One thing that kept coming up in conversation was a Groupon type site for Datasentiment as part of the product offering. A nice idea and actually very easy to copy and inititally an easy instant revenue generator. Then this morning I stopped because of two reasons. 1. I’ve already got four products that need my attention. 2. I’d pee off retailers in the long run.
First things first Datasentiment exists to promote customer loyalty to the retailer. Groupon doesn’t do that in reality. It promotes new customer generation and at the cost to the retailer. I appreciate at this present time you need sweetners to get customers through the door but for some the economics just don’t work out.
Okay, here’s a real example (I did some sums). The dance studio in New York has a deal on for 5 classes for for $39, reduced from $150. A saving of $111. Not bad at all. So far (at time of writing) 375 people have signed up for the offer which is great. I’m sure it would have taken some doing to generate $56,250 of revenue. The offer is on though so that’s now slashed down to $14,625 that’s been generated. For the customer it’s all well and good. Pay the money, print the voucher and boogie x 5 can ensue. For the retailer…. time to count the cost.
Firstly the fee to Groupon. Depending on where you read it’s 30% or 50%. For this exercise let’s go for the former. So 30% is $4387.50 leaving the retailer $10237.50, or $27.30 per customer. For the pedants in the audience (me mainly) you could go as far as saying that it costs $5.46 per customer per session. With this sort of deal there’s actually a good chance of retaining the customer, I think it’s a good fit. But these are few and far between. There are variables we don’t know, the cost of acquring the customer and then the cost of the product to the customer I’m sure would come to more than $5.46 per session.
I would also wager that the retailer is making no real profit, nor really gaining a new customer. The majority of users to Groupon aren’t brand loyal, they’re coupon loyal constantly on the hunt for a good deal. Fair enough, can’t complain with that.
This level of deep discount creates a dangerous starting point for a relationship with a customer though. There’s a ton of competitors now and I wondered about a more local version but I’d suffer the same problem. So I’m more bothered about maintaining long term value for customer and retailer, that’s what I’m about.
So the question remains, what about Groupon. Aggressive mapping out of territories, acquisitions and the like. A huge valuation and an awful lot of staff. Is it a case of a very bright shining star that will burn out brightly? Keeping in mind other high profile sites like Yelp are now planning the same.
4 responses to “I was about to do a Groupon type thing but…..”

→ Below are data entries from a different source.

//! Threshold alerts.
//!
//! Ingestion only pushes committed readings onto the evaluation outbox; it
//! never waits for evaluation. One evaluator drains the outbox, so every
//! reading is looked at once, and a reading can raise at most one alert.
//! The outbox is mirrored in the store in the same transaction as the
//! readings, so evaluation resumes after a restart where it stopped.

use chrono::{DateTime, Utc};
use std::collections::{BTreeSet, HashMap, VecDeque};
use tokio::sync::{Mutex, Notify, RwLock};

use crate::modules::hypertable::Hypertable;
use crate::modules::registry::Registry;
use crate::shared::context::CallerContext;
use crate::shared::db::models::{
    Alert, AlertId, AlertSeverity, Metadata, OrganizationId, Reading, ReadingId, Sensor, UserId,
};
use crate::shared::db::records::{from_db_time, AlertRow};
use crate::shared::db::schema::{AlertIndexKey, ReadingKey};
use crate::shared::db::{IdSequence, Persistence};
use crate::shared::errors::{AppError, AppResult};

/// Readings committed but not yet checked against thresholds.
#[derive(Debug, Default)]
pub struct EvaluationOutbox {
    queue: Mutex<VecDeque<Reading>>,
    notify: Notify,
}

impl EvaluationOutbox {
    pub async fn push(&self, rows: impl IntoIterator<Item = Reading>) {
        self.queue.lock().await.extend(rows);
        self.notify.notify_one();
    }

    pub async fn len(&self) -> usize {
        self.queue.lock().await.len()
    }

    /// Resolves once readings were pushed since the last drain.
    pub async fn ready(&self) {
        self.notify.notified().await
    }

    async fn take(&self, max: usize) -> Vec<Reading> {
        let mut queue = self.queue.lock().await;
        let n = queue.len().min(max);
        queue.drain(..n).collect()
    }

    /// Puts a batch back at the head, ahead of anything pushed since.
    async fn requeue(&self, rows: Vec<Reading>) {
        let mut queue = self.queue.lock().await;
        for r in rows.into_iter().rev() {
            queue.push_front(r);
        }
    }

    async fn discard_organization(&self, organization_id: &str) {
        self.queue
            .lock()
            .await
            .retain(|r| r.organization_id != organization_id);
    }
}

#[derive(Debug, Default)]
struct AlertTable {
    rows: HashMap<AlertId, Alert>,
    by_state: BTreeSet<AlertIndexKey>,
    by_reading: HashMap<(OrganizationId, ReadingId), AlertId>,
    reading_of: HashMap<AlertId, ReadingId>,
}

impl AlertTable {
    fn index_key(alert: &Alert) -> AlertIndexKey {
        (
            alert.organization_id.clone(),
            alert.acknowledged,
            alert.timestamp,
            alert.id,
        )
    }

    fn insert(&mut self, alert: Alert, reading_id: ReadingId) {
        self.by_state.insert(Self::index_key(&alert));
        self.by_reading
            .insert((alert.organization_id.clone(), reading_id), alert.id);
        self.reading_of.insert(alert.id, reading_id);
        self.rows.insert(alert.id, alert);
    }
}

const EVALUATION_BATCH: usize = 512;

#[derive(Debug, Default)]
pub struct AlertService {
    outbox: EvaluationOutbox,
    table: RwLock<AlertTable>,
    evaluator: Mutex<()>,
    ids: IdSequence,
    store: Persistence,
}

impl AlertService {
    pub fn new() -> Self {
        AlertService::default()
    }

    pub fn with_store(store: Persistence) -> Self {
        AlertService {
            store,
            ..AlertService::default()
        }
    }

    pub fn outbox(&self) -> &EvaluationOutbox {
        &self.outbox
    }

    /// Loads stored alerts and queues the readings still awaiting evaluation.
    /// Run after the hypertable is restored.
    pub async fn restore(&self, table: &Hypertable) -> AppResult<()> {
        let stored = self.store.load(|db| db.load_alerts()).await?;
        let alerts = stored.len();
        {
            let mut t = self.table.write().await;
            for row in stored {
                let (alert, reading_id) = row.into_model()?;
                self.ids.observe(alert.id);
                t.insert(alert, reading_id);
            }
        }

        let pending = self.store.load(|db| db.load_pending()).await?;
        let mut queued = Vec::with_capacity(pending.len());
        let mut vanished = Vec::new();
        for entry in pending {
            let key = ReadingKey {
                id: entry.reading_id,
                timestamp: from_db_time(&entry.timestamp)?,
            };
            match table.get(&entry.organization_id, &key).await? {
                Some(reading) => queued.push(reading),
                None => vanished.push((entry.organization_id, entry.reading_id)),
            }
        }
        if !vanished.is_empty() {
            self.store
                .write(move |db| db.record_evaluations(&[], &vanished))
                .await?;
        }
        log::info!(
            "restored {} alert(s), {} reading(s) awaiting evaluation",
            alerts,
            queued.len()
        );
        if !queued.is_empty() {
            self.outbox.push(queued).await;
        }
        Ok(())
    }

    /// Drains the outbox. Returns how many alerts were raised.
    ///
    /// Each batch is recorded in one store transaction before it becomes
    /// visible. A batch that fails to record goes back on the outbox and
    /// evaluation stops until the next push.
    pub async fn evaluate_pending(&self, registry: &Registry) -> usize {
        let _evaluator = self.evaluator.lock().await;
        let mut raised = 0;
        loop {
            let batch = self.outbox.take(EVALUATION_BATCH).await;
            if batch.is_empty() {
                break;
            }
            match self.evaluate_batch(registry, &batch).await {
                Ok(n) => raised += n,
                Err(e) => {
                    log::error!("threshold evaluation of {} reading(s) failed: {}", batch.len(), e);
                    self.outbox.requeue(batch).await;
                    break;
                }
            }
        }
        if raised > 0 {
            log::info!("threshold evaluation raised {} alert(s)", raised);
        }
        raised
    }

    async fn evaluate_batch(&self, registry: &Registry, batch: &[Reading]) -> AppResult<usize> {
        let mut by_org: HashMap<&str, Vec<&Reading>> = HashMap::new();
        for r in batch {
            by_org.entry(r.organization_id.as_str()).or_default().push(r);
        }

        let mut candidates: Vec<(Alert, ReadingId)> = Vec::new();
        let mut evaluated: Vec<(OrganizationId, ReadingId)> = Vec::with_capacity(batch.len());
        {
            let table = self.table.read().await;
            let mut seen = BTreeSet::new();
            for (org, rows) in by_org {
                let sensors = registry
                    .sensors_in(org, rows.iter().map(|r| r.sensor_id))
                    .await;
                for r in rows {
                    let key = (r.organization_id.clone(), r.id);
                    if !seen.insert(key.clone()) {
                        continue;
                    }
                    evaluated.push(key.clone());
                    if table.by_reading.contains_key(&key) {
                        continue;
                    }
                    match sensors.get(&r.sensor_id) {
                        Some(sensor) => {
                            if let Some(alert) = self.assess(sensor, r) {
                                candidates.push((alert, r.id));
                            }
                        }
                        None => log::debug!(
                            "reading {} has no registered sensor {}, skipping evaluation",
                            r.id,
                            r.sensor_id
                        ),
                    }
                }
            }
        }

        let rows = candidates
            .iter()
            .map(|(alert, reading_id)| AlertRow::from_model(alert, *reading_id))
            .collect::<AppResult<Vec<_>>>()?;
        self.store
            .write(move |db| db.record_evaluations(&rows, &evaluated))
            .await?;

        let raised = candidates.len();
        let mut table = self.table.write().await;
        for (alert, reading_id) in candidates {
            log::warn!(
                "{:?} alert {} for sensor {} of {}: {}",
                alert.severity,
                alert.id,
                alert.sensor_id,
                alert.organization_id,
                alert.message
            );
            table.insert(alert, reading_id);
        }
        Ok(raised)
    }

    fn assess(&self, sensor: &Sensor, reading: &Reading) -> Option<Alert> {
        let bound = sensor.crossed_threshold(reading.value)?;
        let severity = if sensor.outside_physical_range(reading.value) {
            AlertSeverity::Critical
        } else {
            AlertSeverity::Warning
        };
        let direction = if reading.value > bound { "above" } else { "below" };
        let mut metadata = Metadata::new();
        metadata.insert("reading_id".to_string(), reading.id.to_string());

        Some(Alert {
            id: self.ids.next(),
            organization_id: reading.organization_id.clone(),
            sensor_id: sensor.id,
            timestamp: reading.timestamp,
            severity,
            message: format!(
                "{} reading {} {} is {} threshold {}",
                sensor.name, reading.value, sensor.unit, direction, bound
            ),
            trigger_value: reading.value,
            threshold_value: Some(bound),
            acknowledged: false,
            acknowledged_at: None,
            acknowledged_by: None,
            notes: None,
            protocol: reading.protocol,
            metadata,
        })
    }

    /// Newest first, optionally filtered by acknowledgement.
    pub async fn list(
        &self,
        ctx: &CallerContext,
        organization_id: &str,
        acknowledged: Option<bool>,
    ) -> AppResult<Vec<Alert>> {
        ctx.check_organization(organization_id)?;
        let table = self.table.read().await;
        let states: &[bool] = match acknowledged {
            Some(true) => &[true],
            Some(false) => &[false],
            None => &[false, true],
        };

        let mut out = Vec::new();
        for state in states {
            let lower = (organization_id.to_string(), *state, DateTime::<Utc>::MIN_UTC, i64::MIN);
            let upper = (organization_id.to_string(), *state, DateTime::<Utc>::MAX_UTC, i64::MAX);
            out.extend(
                table
                    .by_state
                    .range(lower..=upper)
                    .filter_map(|(.., id)| table.rows.get(id))
                    .cloned(),
            );
        }
        out.sort_by(|a, b| (b.timestamp, b.id).cmp(&(a.timestamp, a.id)));
        Ok(out)
    }

    pub async fn get(&self, ctx: &CallerContext, id: AlertId) -> AppResult<Alert> {
        let found = self.table.read().await.rows.get(&id).cloned();
        ctx.scope(found, |a| a.organization_id.as_str(), "alert", id)
    }

    /// Open -> Acknowledged. Acknowledging again returns the alert unchanged.
    pub async fn acknowledge(
        &self,
        ctx: &CallerContext,
        id: AlertId,
        actor: &UserId,
        notes: Option<String>,
    ) -> AppResult<Alert> {
        let mut table = self.table.write().await;
        let alert = match table.rows.get(&id) {
            Some(a) if ctx.owns(&a.organization_id) => a,
            _ => return Err(AppError::not_found("alert", id)),
        };
        if alert.acknowledged {
            return Ok(alert.clone());
        }

        let old_key = AlertTable::index_key(alert);
        let mut updated = alert.clone();
        updated.acknowledged = true;
        updated.acknowledged_at = Some(Utc::now());
        updated.acknowledged_by = Some(actor.clone());
        if notes.is_some() {
            updated.notes = notes;
        }
        let reading_id = table.reading_of.get(&id).copied().unwrap_or_default();
        let row = AlertRow::from_model(&updated, reading_id)?;
        self.store.write(move |db| db.upsert_alert(&row)).await?;

        table.rows.insert(id, updated.clone());
        table.by_state.remove(&old_key);
        table.by_state.insert(AlertTable::index_key(&updated));
        log::info!("alert {} acknowledged by {}", id, actor);
        Ok(updated)
    }

    /// Removes a tenant's alerts and its readings still awaiting evaluation.
    /// Waits for a running evaluation to finish first.
    pub async fn purge_organization(&self, organization_id: &str) -> AppResult<usize> {
        let _evaluator = self.evaluator.lock().await;
        self.outbox.discard_organization(organization_id).await;
        let org = organization_id.to_string();
        self.store
            .write(move |db| db.delete_alerts(&org).map(|_| ()))
            .await?;

        let mut table = self.table.write().await;
        let before = table.rows.len();
        table.rows.retain(|_, a| a.organization_id != organization_id);
        table.by_state.retain(|(org, ..)| org != organization_id);
        table.by_reading.retain(|(org, _), _| org != organization_id);
        let AlertTable { rows, reading_of, .. } = &mut *table;
        reading_of.retain(|id, _| rows.contains_key(id));
        Ok(before - table.rows.len())
    }
}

#JFDI is very specific in this regard. You gave it a go, that experience is not lost, and you did the sums. Just like Macheist, these schemes rely on this being a marketing expense rather than a realistic sale. I’d never have bought World of Goo if not for Macheist but my kids really enjoy it. I know that the producers got a fraction of the revenue but it’s questionable on whether they would have gotten that revenue at all. In your dance studio example, if they don’t fill the classes, they go out of business. Each class space, if not used, expires and disappears. Filling the class, even at a major discount, can be an effective marketing technique. It’s why so many places give the first class free!Only you can know what’s right for your company. And that goes for the dance studios out there too.
Matt, I totally respect your opinion on this. There are plus points and horror stories in regards to Groupon I’ve spent a lot of the evening reading up on them.If the retailer is looking for new customer base that it can then work on, then that’s cool. A new product that needs to grab attention (like with Macheist), then that’s cool too.But I do believe that retailers seriously need to think about the numbers before blindly dashing down the Groupon route to get sales. If retailers can clearly define their goals, understand the contract for Deal Of the Day, understand they’ll more than likely be paying for credit card processing fees (at 3%) as well as the 50% commission to the DoD vendor… and still think there’s profit then all well and good.There’s some mechanics worth looking at in regards to customer generation for DS but a plain copy site of this nature is not the way I want to go.Thanks for taking the time to comment Matt.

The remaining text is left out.